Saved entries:
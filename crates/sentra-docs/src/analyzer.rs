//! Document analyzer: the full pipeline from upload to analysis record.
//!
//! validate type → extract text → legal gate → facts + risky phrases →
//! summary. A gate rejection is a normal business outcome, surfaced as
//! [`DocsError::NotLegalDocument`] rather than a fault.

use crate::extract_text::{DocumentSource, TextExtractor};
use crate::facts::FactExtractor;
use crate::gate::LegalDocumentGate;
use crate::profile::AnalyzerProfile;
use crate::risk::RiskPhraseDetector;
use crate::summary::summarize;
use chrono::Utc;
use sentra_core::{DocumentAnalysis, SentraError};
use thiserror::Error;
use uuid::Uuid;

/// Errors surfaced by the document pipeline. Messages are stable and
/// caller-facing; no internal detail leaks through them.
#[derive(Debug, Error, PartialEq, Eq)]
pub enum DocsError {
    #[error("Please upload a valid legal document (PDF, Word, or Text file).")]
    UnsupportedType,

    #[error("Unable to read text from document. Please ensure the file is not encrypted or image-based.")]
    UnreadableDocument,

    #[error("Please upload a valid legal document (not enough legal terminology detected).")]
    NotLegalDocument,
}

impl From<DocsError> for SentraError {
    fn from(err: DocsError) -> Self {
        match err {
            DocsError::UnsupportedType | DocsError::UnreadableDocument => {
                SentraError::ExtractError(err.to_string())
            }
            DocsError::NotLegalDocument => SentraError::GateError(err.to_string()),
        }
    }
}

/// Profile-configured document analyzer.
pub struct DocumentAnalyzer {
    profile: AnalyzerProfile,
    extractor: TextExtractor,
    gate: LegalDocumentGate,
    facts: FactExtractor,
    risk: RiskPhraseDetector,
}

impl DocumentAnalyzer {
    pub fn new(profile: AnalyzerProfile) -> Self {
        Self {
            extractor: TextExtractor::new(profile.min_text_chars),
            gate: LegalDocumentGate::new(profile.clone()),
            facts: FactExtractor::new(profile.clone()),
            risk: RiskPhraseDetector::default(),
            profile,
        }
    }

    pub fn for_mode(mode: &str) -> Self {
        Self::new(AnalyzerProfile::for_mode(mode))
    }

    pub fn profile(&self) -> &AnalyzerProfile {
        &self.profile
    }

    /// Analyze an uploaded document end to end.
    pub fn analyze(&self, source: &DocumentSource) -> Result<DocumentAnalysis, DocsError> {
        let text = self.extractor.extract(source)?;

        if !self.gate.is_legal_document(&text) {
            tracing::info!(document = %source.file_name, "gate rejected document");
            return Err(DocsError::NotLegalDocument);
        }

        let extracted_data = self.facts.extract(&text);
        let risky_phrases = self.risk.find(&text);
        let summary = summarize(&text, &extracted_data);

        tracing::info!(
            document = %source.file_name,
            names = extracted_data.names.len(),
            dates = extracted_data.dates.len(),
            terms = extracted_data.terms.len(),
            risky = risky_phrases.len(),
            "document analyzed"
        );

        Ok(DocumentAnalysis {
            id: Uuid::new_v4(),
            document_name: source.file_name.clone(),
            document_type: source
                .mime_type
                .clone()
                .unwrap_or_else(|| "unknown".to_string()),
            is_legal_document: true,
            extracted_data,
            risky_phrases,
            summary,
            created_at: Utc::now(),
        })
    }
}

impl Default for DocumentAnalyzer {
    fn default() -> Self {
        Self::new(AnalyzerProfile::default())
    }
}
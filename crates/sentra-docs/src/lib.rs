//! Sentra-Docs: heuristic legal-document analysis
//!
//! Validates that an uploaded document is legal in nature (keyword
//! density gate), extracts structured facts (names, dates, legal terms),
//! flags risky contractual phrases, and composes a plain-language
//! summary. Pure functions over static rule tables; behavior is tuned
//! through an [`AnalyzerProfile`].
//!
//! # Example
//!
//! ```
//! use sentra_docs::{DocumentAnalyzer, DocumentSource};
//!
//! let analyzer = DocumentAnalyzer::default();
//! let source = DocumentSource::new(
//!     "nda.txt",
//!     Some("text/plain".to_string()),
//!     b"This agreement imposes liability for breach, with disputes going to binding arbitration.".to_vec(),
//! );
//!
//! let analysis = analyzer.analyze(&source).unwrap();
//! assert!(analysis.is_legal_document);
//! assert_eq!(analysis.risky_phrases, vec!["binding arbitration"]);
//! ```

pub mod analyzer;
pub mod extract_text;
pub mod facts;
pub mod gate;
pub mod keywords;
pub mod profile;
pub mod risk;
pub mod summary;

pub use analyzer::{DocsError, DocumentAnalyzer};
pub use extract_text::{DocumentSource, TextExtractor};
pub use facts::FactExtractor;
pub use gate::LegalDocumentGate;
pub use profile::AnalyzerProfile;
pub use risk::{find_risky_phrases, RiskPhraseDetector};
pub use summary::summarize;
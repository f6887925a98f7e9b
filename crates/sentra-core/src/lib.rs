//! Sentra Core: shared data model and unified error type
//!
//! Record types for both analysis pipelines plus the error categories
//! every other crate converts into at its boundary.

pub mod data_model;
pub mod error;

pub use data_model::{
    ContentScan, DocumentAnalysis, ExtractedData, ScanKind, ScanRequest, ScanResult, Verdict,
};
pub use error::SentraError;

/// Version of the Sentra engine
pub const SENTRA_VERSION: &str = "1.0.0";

## [Problem]
State, as a bare number, how many lines of the records above include "terms".

## [Output for this exercise]
2